• WHAT YOU NEED TO DO: Return, from the data below, each line that contains the word "barrier".

• SOURCE RECORDS:
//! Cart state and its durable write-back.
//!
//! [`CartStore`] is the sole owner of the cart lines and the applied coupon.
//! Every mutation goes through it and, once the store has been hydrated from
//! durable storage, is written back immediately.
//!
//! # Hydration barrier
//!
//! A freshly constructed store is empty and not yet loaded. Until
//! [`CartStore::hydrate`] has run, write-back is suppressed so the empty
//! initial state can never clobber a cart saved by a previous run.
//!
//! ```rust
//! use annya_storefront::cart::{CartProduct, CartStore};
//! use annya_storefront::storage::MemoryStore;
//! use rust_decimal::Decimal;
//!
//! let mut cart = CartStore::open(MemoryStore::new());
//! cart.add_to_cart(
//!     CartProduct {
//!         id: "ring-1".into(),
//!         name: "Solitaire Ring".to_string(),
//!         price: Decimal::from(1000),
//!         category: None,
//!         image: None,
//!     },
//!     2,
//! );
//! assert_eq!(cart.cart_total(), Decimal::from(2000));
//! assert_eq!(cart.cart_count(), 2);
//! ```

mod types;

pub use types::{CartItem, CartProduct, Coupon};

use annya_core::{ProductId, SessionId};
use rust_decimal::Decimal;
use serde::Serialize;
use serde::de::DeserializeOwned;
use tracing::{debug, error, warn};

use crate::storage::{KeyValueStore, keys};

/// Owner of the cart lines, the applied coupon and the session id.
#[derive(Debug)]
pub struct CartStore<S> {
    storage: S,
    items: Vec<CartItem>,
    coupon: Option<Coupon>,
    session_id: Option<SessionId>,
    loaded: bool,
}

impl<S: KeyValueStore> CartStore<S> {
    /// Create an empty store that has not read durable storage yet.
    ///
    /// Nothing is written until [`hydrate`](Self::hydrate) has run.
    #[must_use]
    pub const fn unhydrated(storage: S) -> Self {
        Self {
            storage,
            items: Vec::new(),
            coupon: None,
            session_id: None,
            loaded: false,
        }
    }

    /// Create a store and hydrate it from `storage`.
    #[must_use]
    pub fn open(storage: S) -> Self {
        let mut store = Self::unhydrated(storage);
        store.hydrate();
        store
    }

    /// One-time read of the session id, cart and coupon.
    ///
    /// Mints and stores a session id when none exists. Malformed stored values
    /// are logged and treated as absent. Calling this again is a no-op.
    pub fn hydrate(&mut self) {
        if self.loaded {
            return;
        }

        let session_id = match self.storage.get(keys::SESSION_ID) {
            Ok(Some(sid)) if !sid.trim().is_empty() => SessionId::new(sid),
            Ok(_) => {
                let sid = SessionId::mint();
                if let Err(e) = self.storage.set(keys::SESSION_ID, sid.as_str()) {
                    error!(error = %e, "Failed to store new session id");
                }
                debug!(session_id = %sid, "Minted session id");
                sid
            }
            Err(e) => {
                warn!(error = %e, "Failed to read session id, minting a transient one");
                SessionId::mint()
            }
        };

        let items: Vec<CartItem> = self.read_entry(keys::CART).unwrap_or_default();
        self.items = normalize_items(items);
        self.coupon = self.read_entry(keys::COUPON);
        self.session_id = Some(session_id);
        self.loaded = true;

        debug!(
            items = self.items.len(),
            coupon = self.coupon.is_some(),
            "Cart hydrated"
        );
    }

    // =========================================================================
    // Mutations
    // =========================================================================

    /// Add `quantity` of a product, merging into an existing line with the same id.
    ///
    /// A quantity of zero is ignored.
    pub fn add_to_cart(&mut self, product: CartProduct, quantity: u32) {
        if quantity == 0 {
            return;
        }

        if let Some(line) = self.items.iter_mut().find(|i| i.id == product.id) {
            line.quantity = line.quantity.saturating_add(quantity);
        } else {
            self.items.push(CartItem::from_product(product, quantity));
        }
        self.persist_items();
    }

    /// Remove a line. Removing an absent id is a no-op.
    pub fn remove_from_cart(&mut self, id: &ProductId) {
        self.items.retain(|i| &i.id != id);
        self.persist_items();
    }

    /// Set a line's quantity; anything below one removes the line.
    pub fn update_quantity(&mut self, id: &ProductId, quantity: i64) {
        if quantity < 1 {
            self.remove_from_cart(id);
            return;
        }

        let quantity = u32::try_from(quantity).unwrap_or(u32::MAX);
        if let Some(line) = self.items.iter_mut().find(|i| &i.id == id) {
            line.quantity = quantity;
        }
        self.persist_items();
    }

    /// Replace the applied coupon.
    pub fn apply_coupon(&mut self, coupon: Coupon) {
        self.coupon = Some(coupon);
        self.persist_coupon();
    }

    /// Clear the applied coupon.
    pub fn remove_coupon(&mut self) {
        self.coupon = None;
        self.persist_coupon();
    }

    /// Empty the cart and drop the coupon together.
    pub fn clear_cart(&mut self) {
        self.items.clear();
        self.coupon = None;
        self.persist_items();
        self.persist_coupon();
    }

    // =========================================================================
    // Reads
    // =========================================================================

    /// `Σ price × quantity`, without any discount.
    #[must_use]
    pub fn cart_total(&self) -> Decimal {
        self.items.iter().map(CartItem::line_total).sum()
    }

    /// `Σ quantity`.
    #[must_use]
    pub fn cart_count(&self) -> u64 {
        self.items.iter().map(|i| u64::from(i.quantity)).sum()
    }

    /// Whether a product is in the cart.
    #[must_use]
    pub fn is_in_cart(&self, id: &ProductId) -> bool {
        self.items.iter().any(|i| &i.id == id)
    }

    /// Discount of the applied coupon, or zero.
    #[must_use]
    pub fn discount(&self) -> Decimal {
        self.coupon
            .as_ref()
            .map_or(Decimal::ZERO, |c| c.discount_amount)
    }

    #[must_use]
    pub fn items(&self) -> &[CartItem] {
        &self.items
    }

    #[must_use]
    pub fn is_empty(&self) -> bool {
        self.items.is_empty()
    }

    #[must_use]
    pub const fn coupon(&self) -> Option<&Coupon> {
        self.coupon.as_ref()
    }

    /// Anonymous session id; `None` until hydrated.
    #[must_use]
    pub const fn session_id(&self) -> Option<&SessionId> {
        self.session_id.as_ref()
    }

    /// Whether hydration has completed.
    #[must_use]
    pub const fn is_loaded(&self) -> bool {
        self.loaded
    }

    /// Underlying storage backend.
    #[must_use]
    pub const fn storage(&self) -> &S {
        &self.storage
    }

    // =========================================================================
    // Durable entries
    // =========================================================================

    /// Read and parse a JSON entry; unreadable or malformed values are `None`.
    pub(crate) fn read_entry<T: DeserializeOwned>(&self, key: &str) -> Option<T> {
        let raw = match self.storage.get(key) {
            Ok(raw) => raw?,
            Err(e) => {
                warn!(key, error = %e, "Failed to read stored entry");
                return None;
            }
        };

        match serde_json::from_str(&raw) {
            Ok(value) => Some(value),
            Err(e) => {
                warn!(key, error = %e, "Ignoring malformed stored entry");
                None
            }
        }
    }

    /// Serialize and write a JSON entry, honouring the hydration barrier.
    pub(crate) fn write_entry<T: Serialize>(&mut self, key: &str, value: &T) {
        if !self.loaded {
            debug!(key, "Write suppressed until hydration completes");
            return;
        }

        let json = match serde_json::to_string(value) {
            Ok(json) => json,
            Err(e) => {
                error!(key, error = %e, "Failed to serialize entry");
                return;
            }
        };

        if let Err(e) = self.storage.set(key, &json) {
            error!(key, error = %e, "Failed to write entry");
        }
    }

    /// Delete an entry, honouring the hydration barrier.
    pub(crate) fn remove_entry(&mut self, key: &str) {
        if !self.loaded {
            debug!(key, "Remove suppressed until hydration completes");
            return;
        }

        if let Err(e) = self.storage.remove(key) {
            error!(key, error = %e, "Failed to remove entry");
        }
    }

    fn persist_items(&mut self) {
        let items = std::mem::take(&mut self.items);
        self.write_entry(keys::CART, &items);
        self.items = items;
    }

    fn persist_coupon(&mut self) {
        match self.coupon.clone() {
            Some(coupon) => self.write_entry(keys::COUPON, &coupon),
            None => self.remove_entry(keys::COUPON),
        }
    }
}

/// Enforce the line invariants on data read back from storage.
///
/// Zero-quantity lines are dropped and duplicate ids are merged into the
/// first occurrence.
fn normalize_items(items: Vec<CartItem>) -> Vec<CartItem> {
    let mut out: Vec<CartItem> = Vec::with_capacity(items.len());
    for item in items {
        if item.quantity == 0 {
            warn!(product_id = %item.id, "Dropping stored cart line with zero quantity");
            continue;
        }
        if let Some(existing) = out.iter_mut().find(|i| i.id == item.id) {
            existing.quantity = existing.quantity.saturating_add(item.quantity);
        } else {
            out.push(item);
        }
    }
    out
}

• RESPONSE:
//! # Hydration barrier
    /// Serialize and write a JSON entry, honouring the hydration barrier.
    /// Delete an entry, honouring the hydration barrier.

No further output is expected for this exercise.